FIG 7.

Ectopic miR-183 expression counteracts the protective effect of COX-2 against insulin resistance. (A) Western blot analysis of proteins after transfection with 4 μg of pEGP-miRNA expression vectors. Results of densitometric analysis of COX-2, DDX5, p-IR/IR ratio, IRS1, IRS2, and the p-AKT/AKT ratio are reported relative to NCL-V cells (assigned a value of 1) and is represented as relative expression (RE) levels. (B) Western blot analysis of proteins after transfection with pEGP-miR183 expression vector and treatment with 400 μM palmitate and/or 50 nM insulin.
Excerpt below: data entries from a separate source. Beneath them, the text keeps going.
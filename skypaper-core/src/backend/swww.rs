use std::path::Path;

use async_trait::async_trait;
use tokio::process::Command;

use crate::config::TransitionConfig;
use crate::error::{Result, SkypaperError};

use super::WallpaperBackend;

pub struct SwwwBackend {
    transition: TransitionConfig,
}

impl SwwwBackend {
    pub fn new(transition: TransitionConfig) -> Self {
        Self { transition }
    }

    fn build_command(&self, path: &Path) -> Command {
        let mut cmd = Command::new("swww");
        cmd.arg("img").arg(path);
        cmd.arg("--transition-type").arg(&self.transition.r#type);
        cmd.arg("--transition-duration")
            .arg(self.transition.duration.to_string());
        cmd.arg("--transition-fps")
            .arg(self.transition.fps.to_string());
        cmd
    }
}

#[async_trait]
impl WallpaperBackend for SwwwBackend {
    async fn set_wallpaper(&self, path: &Path) -> Result<()> {
        let output = self
            .build_command(path)
            .output()
            .await
            .map_err(|e| SkypaperError::Backend(format!("failed to run swww: {e}")))?;

        if !output.status.success() {
            let stderr = String::from_utf8_lossy(&output.stderr);
            return Err(SkypaperError::Backend(format!("swww failed: {stderr}")));
        }
        Ok(())
    }

    fn name(&self) -> &str {
        "swww"
    }
}
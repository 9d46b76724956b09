pub mod backend;
pub mod changer;
pub mod config;
pub mod error;
pub mod models;
pub mod paths;
pub mod scheduler;
pub mod sources;
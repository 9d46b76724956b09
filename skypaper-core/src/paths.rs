use std::path::{Path, PathBuf};

use crate::error::{Result, SkypaperError};

#[derive(Debug, Clone)]
pub struct SkypaperPaths {
    pub config_dir: PathBuf,
}

impl SkypaperPaths {
    pub fn new() -> Result<Self> {
        let config_dir = dirs::config_dir()
            .ok_or_else(|| SkypaperError::Config("cannot resolve XDG config dir".into()))?
            .join("skypaper");

        Ok(Self { config_dir })
    }

    pub fn config_file(&self) -> PathBuf {
        self.config_dir.join("config.toml")
    }
}

/// Make a save path absolute, anchoring relative paths at `cwd`.
pub fn absolute_save_dir(path: &Path, cwd: &Path) -> PathBuf {
    if path.is_absolute() {
        return path.to_path_buf();
    }
    let relative = path.strip_prefix(".").unwrap_or(path);
    cwd.join(relative)
}
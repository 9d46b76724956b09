pub mod hyprpaper;
pub mod swww;

use async_trait::async_trait;
use std::path::Path;

use crate::config::Config;
use crate::error::Result;
use crate::models::BackendType;

/// Hook that turns an image already on local disk into the desktop background.
#[async_trait]
pub trait WallpaperBackend: Send + Sync {
    async fn set_wallpaper(&self, path: &Path) -> Result<()>;
    fn name(&self) -> &str;
}

pub fn create_backend(backend: BackendType, config: &Config) -> Box<dyn WallpaperBackend> {
    match backend {
        BackendType::Hyprpaper => Box::new(hyprpaper::HyprpaperBackend::new()),
        BackendType::Swww => Box::new(swww::SwwwBackend::new(config.transition.clone())),
        BackendType::None => Box::new(NoopBackend),
    }
}

/// Leaves the desktop alone; images are only saved.
pub struct NoopBackend;

#[async_trait]
impl WallpaperBackend for NoopBackend {
    async fn set_wallpaper(&self, path: &Path) -> Result<()> {
        tracing::info!(path = %path.display(), "no wallpaper backend configured, skipping apply");
        Ok(())
    }

    fn name(&self) -> &str {
        "none"
    }
}
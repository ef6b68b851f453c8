//! Global arguments that apply to every subcommand.
//!
//! Declared here and flattened into [`super::Cli`] so that `-v`, `-q`,
//! `--batch-answers` etc. are available on any invocation without repetition.

use clap::Args;
use std::path::PathBuf;

/// Global arguments for all commands.
#[derive(Debug, Clone, Default, Args)]
pub struct GlobalArgs {
    /// Increase logging verbosity.
    ///
    /// Pass once for INFO (`-v`), twice for DEBUG (`-vv`), three times for
    /// TRACE (`-vvv`).  Conflicts with `--quiet`.
    #[arg(
        short = 'v',
        long = "verbose",
        action = clap::ArgAction::Count,
        global = true,
        help = "Increase verbosity (-v, -vv, -vvv)",
        long_help = "Increase logging verbosity:
    (none)  - Warnings and errors
    -v      - Info level (progress messages)
    -vv     - Debug level (detailed diagnostics)
    -vvv    - Trace level (very verbose)"
    )]
    pub verbose: u8,

    /// Suppress all non-error output.
    #[arg(
        short = 'q',
        long = "quiet",
        global = true,
        conflicts_with = "verbose",
        help = "Suppress non-error output"
    )]
    pub quiet: bool,

    /// Disable ANSI colour codes.
    ///
    /// Automatically honoured when `NO_COLOR` is set in the environment
    /// (see <https://no-color.org>).
    #[arg(
        long = "no-color",
        global = true,
        env = "NO_COLOR",
        help = "Disable colored output"
    )]
    pub no_color: bool,

    /// Configuration file path.
    #[arg(
        short = 'c',
        long = "config",
        global = true,
        value_name = "FILE",
        help = "Configuration file path"
    )]
    pub config: Option<PathBuf>,

    /// Machine-readable output format.
    #[arg(
        long = "output-format",
        global = true,
        value_enum,
        default_value = "auto",
        help = "Output format"
    )]
    pub output_format: OutputFormat,

    /// Answers to use instead of asking, in question order.
    ///
    /// A blank entry takes the question's default.  Running out of answers
    /// for a question without a default is an error.
    #[arg(
        long = "batch-answers",
        global = true,
        value_name = "A,B,...",
        env = "OMRS_BATCH_ANSWERS",
        help = "Comma-separated answers for non-interactive runs"
    )]
    pub batch_answers: Option<String>,
}

/// How the CLI should render its output.
#[derive(Debug, Clone, Copy, Default, PartialEq, Eq, clap::ValueEnum)]
pub enum OutputFormat {
    /// Auto-detect based on terminal.
    #[default]
    Auto,
    /// Human-readable with colors.
    Human,
    /// Plain text without colors.
    Plain,
    /// JSON output.
    Json,
}
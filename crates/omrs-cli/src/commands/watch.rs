//! `omrs watch` and `omrs unwatch`.

use std::path::{Path, PathBuf};

use omrs_core::application::WatchService;
use omrs_core::domain::WatchedProject;

use crate::{
    cli::{GlobalArgs, UnwatchArgs, WatchArgs},
    config::AppConfig,
    error::{CliResult, IntoCli},
    output::OutputManager,
    prompter,
};

fn service(global: &GlobalArgs, config: &AppConfig) -> WatchService {
    WatchService::new(super::store(config), prompter::select(global))
}

pub fn watch(
    args: WatchArgs,
    global: GlobalArgs,
    config: AppConfig,
    output: OutputManager,
) -> CliResult<()> {
    let service = service(&global, &config);

    let Some(artifact_id) = args.artifact_id else {
        let projects = service.list(args.server_id.as_deref())?;
        return render(&projects, &output);
    };

    let path = absolute(&args.path)?;
    let project = WatchedProject::new(args.group_id, artifact_id, path);
    let added = service.watch(args.server_id.as_deref(), project.clone())?;

    if output.is_json() {
        return output.json(&project);
    }
    if added {
        output.success(&format!(
            "Watching {} at {}",
            project.artifact_id,
            project.path.display()
        ))?;
    } else {
        output.info(&format!("{} is already watched", project.artifact_id))?;
    }
    Ok(())
}

pub fn unwatch(
    args: UnwatchArgs,
    global: GlobalArgs,
    config: AppConfig,
    output: OutputManager,
) -> CliResult<()> {
    let removed = service(&global, &config).unwatch(args.server_id.as_deref(), &args.selector)?;

    if output.is_json() {
        return output.json(&removed);
    }
    for project in &removed {
        output.success(&format!("Stopped watching {}", project.artifact_id))?;
    }
    Ok(())
}

fn render(projects: &[WatchedProject], output: &OutputManager) -> CliResult<()> {
    if output.is_json() {
        return output.json(projects);
    }
    if projects.is_empty() {
        output.info("No watched projects")?;
        return Ok(());
    }
    for project in projects {
        output.print(&format!(
            "  {}:{} ({})",
            project.group_id,
            project.artifact_id,
            project.path.display()
        ))?;
    }
    Ok(())
}

/// Stored paths are absolute so that `unwatch <path>` matches from any
/// directory.
fn absolute(path: &Path) -> CliResult<PathBuf> {
    std::path::absolute(path).with_cli_context(|| format!("Invalid project path '{}'", path.display()))
}
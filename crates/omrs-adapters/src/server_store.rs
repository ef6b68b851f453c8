//! Server configurations stored as `<servers root>/<id>/server.toml`.

use std::fs;
use std::path::{Path, PathBuf};
use std::time::SystemTime;

use omrs_core::{
    application::ports::ServerStore,
    domain::{SERVER_CONFIG_FILE, ServerConfig},
    error::{Context, SdkResult},
};
use tracing::{debug, instrument, warn};
use walkdir::WalkDir;

use crate::error::AdapterError;

#[derive(Debug, Clone)]
pub struct TomlServerStore {
    root: PathBuf,
}

impl TomlServerStore {
    pub fn new(root: impl Into<PathBuf>) -> Self {
        Self { root: root.into() }
    }

    pub fn root(&self) -> &Path {
        &self.root
    }

    fn config_path(&self, server_id: &str) -> PathBuf {
        self.server_dir(server_id).join(SERVER_CONFIG_FILE)
    }
}

impl ServerStore for TomlServerStore {
    fn exists(&self, server_id: &str) -> bool {
        self.config_path(server_id).is_file()
    }

    #[instrument(skip(self))]
    fn load(&self, server_id: &str) -> SdkResult<ServerConfig> {
        let path = self.config_path(server_id);
        if !path.is_file() {
            return Err(omrs_core::application::ApplicationError::ServerNotFound {
                id: server_id.to_string(),
            }
            .into());
        }

        let raw = fs::read_to_string(&path).map_err(|e| AdapterError::io("read", &path, e))?;
        let mut config: ServerConfig = toml::from_str(&raw).map_err(|e| AdapterError::Parse {
            path: path.clone(),
            reason: e.to_string(),
        })?;
        if config.server_id != server_id {
            warn!(stored = %config.server_id, "Server id in file differs from its directory");
            config.server_id = server_id.to_string();
        }
        Ok(config)
    }

    #[instrument(skip_all, fields(server_id = %config.server_id))]
    fn save(&self, config: &ServerConfig) -> SdkResult<()> {
        let dir = self.server_dir(&config.server_id);
        fs::create_dir_all(&dir).map_err(|e| AdapterError::io("create directory", &dir, e))?;

        let content = toml::to_string_pretty(config).context("serializing server configuration")?;
        let path = dir.join(SERVER_CONFIG_FILE);
        fs::write(&path, content).map_err(|e| AdapterError::io("write", &path, e))?;
        debug!(path = %path.display(), "Saved server configuration");
        Ok(())
    }

    fn list(&self) -> SdkResult<Vec<String>> {
        if !self.root.is_dir() {
            return Ok(Vec::new());
        }

        let mut servers: Vec<(SystemTime, String)> = Vec::new();
        for entry in WalkDir::new(&self.root).min_depth(1).max_depth(1) {
            let entry = entry.map_err(|e| AdapterError::Parse {
                path: self.root.clone(),
                reason: e.to_string(),
            })?;
            if !entry.file_type().is_dir() {
                continue;
            }
            let config = entry.path().join(SERVER_CONFIG_FILE);
            let Ok(metadata) = fs::metadata(&config) else {
                continue;
            };
            let modified = metadata.modified().unwrap_or(SystemTime::UNIX_EPOCH);
            servers.push((modified, entry.file_name().to_string_lossy().into_owned()));
        }

        servers.sort_by(|a, b| b.0.cmp(&a.0).then_with(|| a.1.cmp(&b.1)));
        Ok(servers.into_iter().map(|(_, id)| id).collect())
    }

    fn server_dir(&self, server_id: &str) -> PathBuf {
        self.root.join(server_id)
    }
}
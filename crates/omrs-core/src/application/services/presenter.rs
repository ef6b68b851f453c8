//! Human-readable description of an upgrade, and the confirmation step.

use crate::application::services::wizard::Wizard;
use crate::domain::UpgradeDifferential;
use crate::error::SdkResult;

pub const NOTHING_TO_UPGRADE: &str = "nothing to upgrade";

/// Outcome of presenting an upgrade to the user.
#[derive(Debug, Clone, Copy, PartialEq, Eq)]
pub enum UpgradeDecision {
    NothingToUpgrade,
    Confirmed,
    Declined,
}

/// One line per change: platform first, then module upgrades, then
/// additions.
pub fn describe(diff: &UpgradeDifferential, installed_platform: Option<&str>) -> Vec<String> {
    if diff.is_empty() {
        return vec![NOTHING_TO_UPGRADE.to_string()];
    }

    let mut lines = Vec::with_capacity(diff.len());

    if let Some(platform) = &diff.platform_artifact {
        lines.push(format!(
            "upgrade platform from {} to {}",
            installed_platform.unwrap_or("(none)"),
            platform.version
        ));
    }
    for (old, new) in &diff.update_old_to_new {
        lines.push(format!(
            "upgrade module {} from {} to {}",
            old.artifact_id, old.version, new.version
        ));
    }
    for added in &diff.modules_to_add {
        lines.push(format!(
            "add module {} version {}",
            added.artifact_id, added.version
        ));
    }

    lines
}

/// Show the planned changes and ask whether to go ahead.
///
/// An empty differential is reported without asking. A differential that
/// only refreshes snapshots, or `assume_yes`, shows the changes and
/// confirms them without a question.
pub fn confirm(
    wizard: &Wizard<'_>,
    diff: &UpgradeDifferential,
    installed_platform: Option<&str>,
    assume_yes: bool,
) -> SdkResult<UpgradeDecision> {
    if diff.is_empty() {
        wizard.show(NOTHING_TO_UPGRADE);
        return Ok(UpgradeDecision::NothingToUpgrade);
    }

    wizard.show("The following changes will be made to the server:");
    for line in describe(diff, installed_platform) {
        wizard.show(&format!("  {line}"));
    }

    if assume_yes
        || diff.only_refreshes_snapshots()
        || wizard.yes_no("Do you want to continue?")?
    {
        Ok(UpgradeDecision::Confirmed)
    } else {
        Ok(UpgradeDecision::Declined)
    }
}

#[cfg(test)]
mod tests {
    use super::*;
    use crate::application::services::testing::ScriptedPrompter;
    use crate::domain::Artifact;

    fn diff() -> UpgradeDifferential {
        UpgradeDifferential {
            modules_to_add: vec![Artifact::new("drugs", "0.2-SNAPSHOT")],
            update_old_to_new: vec![(
                Artifact::new("webservices", "1.0"),
                Artifact::new("webservices", "1.2"),
            )],
            platform_artifact: Some(Artifact::platform("12.0")),
        }
    }

    #[test]
    fn describes_each_change() {
        assert_eq!(
            describe(&diff(), Some("10.7")),
            vec![
                "upgrade platform from 10.7 to 12.0",
                "upgrade module webservices from 1.0 to 1.2",
                "add module drugs version 0.2-SNAPSHOT",
            ]
        );
    }

    #[test]
    fn describes_first_platform_install() {
        let diff = UpgradeDifferential {
            platform_artifact: Some(Artifact::platform("1.11.6")),
            ..UpgradeDifferential::default()
        };
        assert_eq!(describe(&diff, None), vec!["upgrade platform from (none) to 1.11.6"]);
    }

    #[test]
    fn empty_differential_needs_no_question() {
        let prompter = ScriptedPrompter::new(&[]);
        let decision = confirm(&Wizard::new(&prompter), &UpgradeDifferential::default(), None, false)
            .unwrap();
        assert_eq!(decision, UpgradeDecision::NothingToUpgrade);
        assert!(prompter.asked().is_empty());
        assert_eq!(prompter.shown(), vec![NOTHING_TO_UPGRADE]);
    }

    #[test]
    fn confirm_and_decline() {
        let prompter = ScriptedPrompter::new(&["y"]);
        assert_eq!(
            confirm(&Wizard::new(&prompter), &diff(), None, false).unwrap(),
            UpgradeDecision::Confirmed
        );

        let prompter = ScriptedPrompter::new(&["n"]);
        assert_eq!(
            confirm(&Wizard::new(&prompter), &diff(), None, false).unwrap(),
            UpgradeDecision::Declined
        );
    }

    #[test]
    fn assume_yes_skips_question() {
        let prompter = ScriptedPrompter::new(&[]);
        assert_eq!(
            confirm(&Wizard::new(&prompter), &diff(), Some("10.7"), true).unwrap(),
            UpgradeDecision::Confirmed
        );
        assert!(prompter.asked().is_empty());
        assert_eq!(prompter.shown().len(), 4);
    }

    #[test]
    fn snapshot_refresh_needs_no_question() {
        let diff = UpgradeDifferential {
            update_old_to_new: vec![(
                Artifact::new("appui-omod", "0.1-SNAPSHOT"),
                Artifact::new("appui-omod", "0.1-SNAPSHOT"),
            )],
            ..UpgradeDifferential::default()
        };
        let prompter = ScriptedPrompter::new(&[]);

        assert_eq!(
            confirm(&Wizard::new(&prompter), &diff, Some("2.0.0"), false).unwrap(),
            UpgradeDecision::Confirmed
        );
        assert!(prompter.asked().is_empty());
        assert_eq!(
            prompter.shown()[1],
            "  upgrade module appui-omod from 0.1-SNAPSHOT to 0.1-SNAPSHOT"
        );
    }
}
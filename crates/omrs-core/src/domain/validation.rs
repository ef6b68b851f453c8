use std::sync::LazyLock;

use regex::Regex;

use crate::domain::error::DomainError;

static MODULE_ID: LazyLock<Regex> =
    LazyLock::new(|| Regex::new(r"^[a-z][a-z0-9.]*$").expect("module id pattern is valid"));

static MODULE_NAME: LazyLock<Regex> = LazyLock::new(|| {
    Regex::new(r"^[a-zA-Z][a-zA-Z0-9.\s]*$").expect("module name pattern is valid")
});

static GROUP_ID: LazyLock<Regex> =
    LazyLock::new(|| Regex::new(r"^[a-z][a-z0-9.]*$").expect("group id pattern is valid"));

/// Centralized domain validation.
///
/// Validators return the normalised value so callers can store it directly.
pub struct DomainValidator;

impl DomainValidator {
    /// Module ids are lowercased before matching.
    pub fn module_id(input: &str) -> Result<String, DomainError> {
        let id = input.trim().to_lowercase();
        if MODULE_ID.is_match(&id) {
            Ok(id)
        } else {
            Err(DomainError::InvalidModuleId(input.to_string()))
        }
    }

    /// Module names get their first letter capitalised.
    pub fn module_name(input: &str) -> Result<String, DomainError> {
        let name = input.trim();
        if !MODULE_NAME.is_match(name) {
            return Err(DomainError::InvalidModuleName(input.to_string()));
        }
        let mut chars = name.chars();
        Ok(match chars.next() {
            Some(first) => first.to_uppercase().chain(chars).collect(),
            None => String::new(),
        })
    }

    pub fn group_id(input: &str) -> Result<String, DomainError> {
        let group = input.trim();
        if GROUP_ID.is_match(group) {
            Ok(group.to_string())
        } else {
            Err(DomainError::InvalidGroupId(input.to_string()))
        }
    }

    /// A server id names a directory directly under the servers root.
    pub fn server_id(input: &str) -> Result<String, DomainError> {
        let id = input.trim();
        let reason = if id.is_empty() {
            Some("must not be empty")
        } else if id == "." || id == ".." {
            Some("must not be a relative path component")
        } else if id.contains(['/', '\\']) {
            Some("must not contain path separators")
        } else if id.chars().any(char::is_whitespace) {
            Some("must not contain whitespace")
        } else {
            None
        };

        match reason {
            Some(reason) => Err(DomainError::InvalidServerId {
                id: input.to_string(),
                reason: reason.into(),
            }),
            None => Ok(id.to_string()),
        }
    }
}
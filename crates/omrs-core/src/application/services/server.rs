use tracing::{debug, warn};

use crate::application::{
    ports::{Prompter, ServerStore},
    services::wizard::Wizard,
};
use crate::domain::ServerConfig;
use crate::error::SdkResult;

/// Read-only queries over the configured servers.
pub struct ServerService {
    store: Box<dyn ServerStore>,
    prompter: Box<dyn Prompter>,
}

impl ServerService {
    pub fn new(store: Box<dyn ServerStore>, prompter: Box<dyn Prompter>) -> Self {
        Self { store, prompter }
    }

    pub fn info(&self, server_id: Option<&str>) -> SdkResult<ServerConfig> {
        let server_id = Wizard::new(self.prompter.as_ref())
            .existing_server_or_prompt(server_id, self.store.as_ref())?;
        self.store.load(&server_id)
    }

    /// All servers, most recently modified first. Servers whose
    /// configuration cannot be read are skipped.
    pub fn list(&self) -> SdkResult<Vec<ServerConfig>> {
        let ids = self.store.list()?;
        debug!(count = ids.len(), "Listing servers");

        Ok(ids
            .iter()
            .filter_map(|id| match self.store.load(id) {
                Ok(server) => Some(server),
                Err(e) => {
                    warn!(server_id = %id, error = %e, "Skipping unreadable server");
                    None
                }
            })
            .collect())
    }
}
Results of densitometric analysis of IRS1 and p-AKT/AKT ratio are shown. (C) Real-time PCR measurement of Pck1 and Gck mRNA in NCL-C cells after transfection with 4 μg of pEGP-miRNA. Data are reported as means ± SD of the results of three independent experiments. *, P < 0.05 (versus NCL-V cells); #, P < 0.05 (versus NCL-C cells). (D) MIN6 β cells were transfected with pPyCAGIP-COX-2 and/or pEGP-miR-183 for 48 h prior to incubation with glucose (2 or 30 mM) for 1 h. Glucose-stimulated insulin secretion (GSIS) was then assessed as described in Materials and Methods. Data are reported as means ± SD of the results of three independent experiments. *, P < 0.05 (versus 2 mM glucose); #, P < 0.05 (versus 30 mM glucose).